Projections of tropical cyclone-driven storm-tide risk to critical infrastructure in the Bay of Bengal

· Back to index

Why this matters for coastal life and safety

The Bay of Bengal, bordered by India and Bangladesh, is home to tens of millions of people, major cities, and vital facilities like power plants and ports. It is also one of the most dangerous places on Earth for cyclone‑driven coastal flooding. This study asks a pressing question: as the climate changes and seas rise, how high could storm‑driven waters reach at critical sites, and how often might those extremes occur over the coming centuries?

Storms, tides, rivers, and rising seas

Coastal flooding here is not caused by one factor alone. Tropical cyclones push the sea inland as storm surge, tides raise and lower the background water level, waves run up beaches and sea walls, and huge rivers pour freshwater into the delta. On top of that, global sea level is rising and parts of the delta are slowly sinking. The authors build a detailed computer model of the Bay of Bengal that combines all of these influences at once. They then drive this model with thousands of synthetic cyclones representing a thousand years of weather under both today’s climate and several mid‑century climate projections, sampling different tidal stages and river flows for each storm.

Figure 1
Figure 1.

Following thousands of virtual cyclones

Instead of relying only on a short historical record, the team uses a synthetic storm dataset that mimics the statistics of real cyclones but extends them over millennia. For each storm, they run 12 versions in the model, changing whether it arrives at high tide, low tide, or during fast‑moving tidal currents, and pairing it with low, average, or high river discharge. For future scenarios, they also raise the mean sea level at the open boundary according to climate model projections.

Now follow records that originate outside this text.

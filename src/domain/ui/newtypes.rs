// SPDX-License-Identifier: MPL-2.0
//! UI newtypes.
//!
//! Type-safe wrappers for the picker's tunable values. Each one clamps on
//! construction, so layout and animation code never re-validates.

use std::time::Duration;

// =============================================================================
// Top Inset
// =============================================================================

/// Top inset bounds in logical pixels.
pub mod top_inset_bounds {
    /// Minimum inset (panel slides fully out of view).
    pub const MIN: f32 = 0.0;
    /// Maximum inset.
    pub const MAX: f32 = 200.0;
    /// Default inset.
    pub const DEFAULT: f32 = 30.0;
}

/// Height of the panel strip left visible when the curtain is opened.
#[derive(Debug, Clone, Copy, PartialEq)]
pub struct TopInset(f32);

impl TopInset {
    /// Creates a new inset, clamping to the valid range.
    ///
    /// NaN falls back to the default.
    #[must_use]
    pub fn new(value: f32) -> Self {
        if value.is_nan() {
            return Self::default();
        }
        Self(value.clamp(top_inset_bounds::MIN, top_inset_bounds::MAX))
    }

    #[must_use]
    pub fn value(self) -> f32 {
        self.0
    }

    #[must_use]
    pub fn is_min(self) -> bool {
        self.0 <= top_inset_bounds::MIN
    }

    #[must_use]
    pub fn is_max(self) -> bool {
        self.0 >= top_inset_bounds::MAX
    }
}

impl Default for TopInset {
    fn default() -> Self {
        Self(top_inset_bounds::DEFAULT)
    }
}

// =============================================================================
// Settle Duration
// =============================================================================

/// Settle animation bounds in milliseconds.
pub mod settle_duration_bounds {
    /// Minimum duration; zero snaps without animating.
    pub const MIN_MS: u64 = 0;
    /// Maximum duration.
    pub const MAX_MS: u64 = 1000;
    /// Default duration.
    pub const DEFAULT_MS: u64 = 200;
}

/// Length of the eased snap to a rest position.
#[derive(Debug, Clone, Copy, PartialEq, Eq)]
pub struct SettleDuration(u64);

impl SettleDuration {
    /// Creates a new duration from milliseconds, clamping to valid range.
    #[must_use]
    pub fn from_millis(ms: u64) -> Self {
        Self(ms.clamp(
            settle_duration_bounds::MIN_MS,
            settle_duration_bounds::MAX_MS,
        ))
    }

    /// Returns the value in milliseconds.
    #[must_use]
    pub fn as_millis(self) -> u64 {
        self.0
    }

    #[must_use]
    pub fn as_duration(self) -> Duration {
        Duration::from_millis(self.0)
    }

    /// Returns true when settling is instantaneous.
    #[must_use]
    pub fn is_instant(self) -> bool {
        self.0 == 0
    }

    #[must_use]
    pub fn is_max(self) -> bool {
        self.0 >= settle_duration_bounds::MAX_MS
    }
}

impl Default for SettleDuration {
    fn default() -> Self {
        Self(settle_duration_bounds::DEFAULT_MS)
    }
}

// =============================================================================
// Grid Columns
// =============================================================================

/// Thumbnail grid column bounds.
pub mod grid_columns_bounds {
    pub const MIN: u8 = 1;
    pub const MAX: u8 = 8;
    pub const DEFAULT: u8 = 2;
}

/// Number of thumbnails per grid row.
#[derive(Debug, Clone, Copy, PartialEq, Eq)]
pub struct GridColumns(u8);

impl GridColumns {
    /// Creates a new column count, clamping to valid range.
    #[must_use]
    pub fn new(value: u8) -> Self {
        Self(value.clamp(grid_columns_bounds::MIN, grid_columns_bounds::MAX))
    }

    #[must_use]
    pub fn value(self) -> u8 {
        self.0
    }

    /// Returns the count as a `usize` for chunking rows.
    #[must_use]
    pub fn as_usize(self) -> usize {
        usize::from(self.0)
    }

    /// Side length of a square cell for the given grid width.
    #[must_use]
    pub fn cell_size(self, grid_width: f32) -> f32 {
        (grid_width / f32::from(self.0)).max(0.0)
    }

    #[must_use]
    pub fn is_min(self) -> bool {
        self.0 <= grid_columns_bounds::MIN
    }

    #[must_use]
    pub fn is_max(self) -> bool {
        self.0 >= grid_columns_bounds::MAX
    }
}

impl Default for GridColumns {
    fn default() -> Self {
        Self(grid_columns_bounds::DEFAULT)
    }
}

// =============================================================================
// Buffer Capacity
// =============================================================================

/// Diagnostics buffer bounds (100 to 10000 events).
pub mod buffer_capacity_bounds {
    pub const MIN: usize = 100;
    pub const MAX: usize = 10000;
    pub const DEFAULT: usize = 1000;
}

/// Number of diagnostics events retained before the oldest are dropped.
#[derive(Debug, Clone, Copy, PartialEq, Eq)]
pub struct BufferCapacity(usize);

impl BufferCapacity {
    /// Creates a new capacity, clamping to valid range.
    #[must_use]
    pub fn new(value: usize) -> Self {
        Self(value.clamp(buffer_capacity_bounds::MIN, buffer_capacity_bounds::MAX))
    }

    #[must_use]
    pub fn value(self) -> usize {
        self.0
    }
}

impl Default for BufferCapacity {
    fn default() -> Self {
        Self(buffer_capacity_bounds::DEFAULT)
    }
}

// =============================================================================
// Tests
// =============================================================================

This large virtual catalogue allows them to estimate how often very rare events—floods expected once every 1,000 or even 5,000 years—might occur at selected sites, including existing and proposed nuclear power stations and key locations in the Ganges–Brahmaputra–Meghna delta.

Untangling complex water level drivers

To understand which processes matter most, the authors compare full model results with simpler "add‑them‑up" estimates that linearly combine separate simulations of tides, surge, river flow, and mean sea level. By examining how much these linear estimates differ from the full physics‑based simulations, they can see where interactions are crucial. They find that wave runup and the way surge interacts with tides and with raised mean sea level significantly alter the peak water levels. In several locations, simply adding the pieces underestimates extreme flood heights by up to about 25 percent, while adding waves alone without other interactions can overshoot by as much as 35 percent. This means that engineering designs based on oversimplified methods could seriously misjudge true risk.

Figure 2
Figure 2.

Where risks rise and where they fall

The study’s most striking result is that climate change does not affect the whole region in the same way. In the low‑lying delta of Bangladesh and eastern India, the modeled long‑term flood levels driven by cyclones generally decrease by around 30 percent by mid‑century, even though they remain very high—on the order of 5 to 6.5 meters for 1,000‑ to 5,000‑year events. This decrease is linked to shifts in where storms form and how they travel, with fewer powerful landfalls in the delta. In contrast, along India’s eastern seaboard, including near Chennai and the site of the proposed Kovvada nuclear power project, extreme storm‑tide levels increase. At Kovvada, a flood expected once every 5,000 years could be up to 78 percent higher than under today’s climate, driven by stronger wave effects and less damping from tide‑surge interactions.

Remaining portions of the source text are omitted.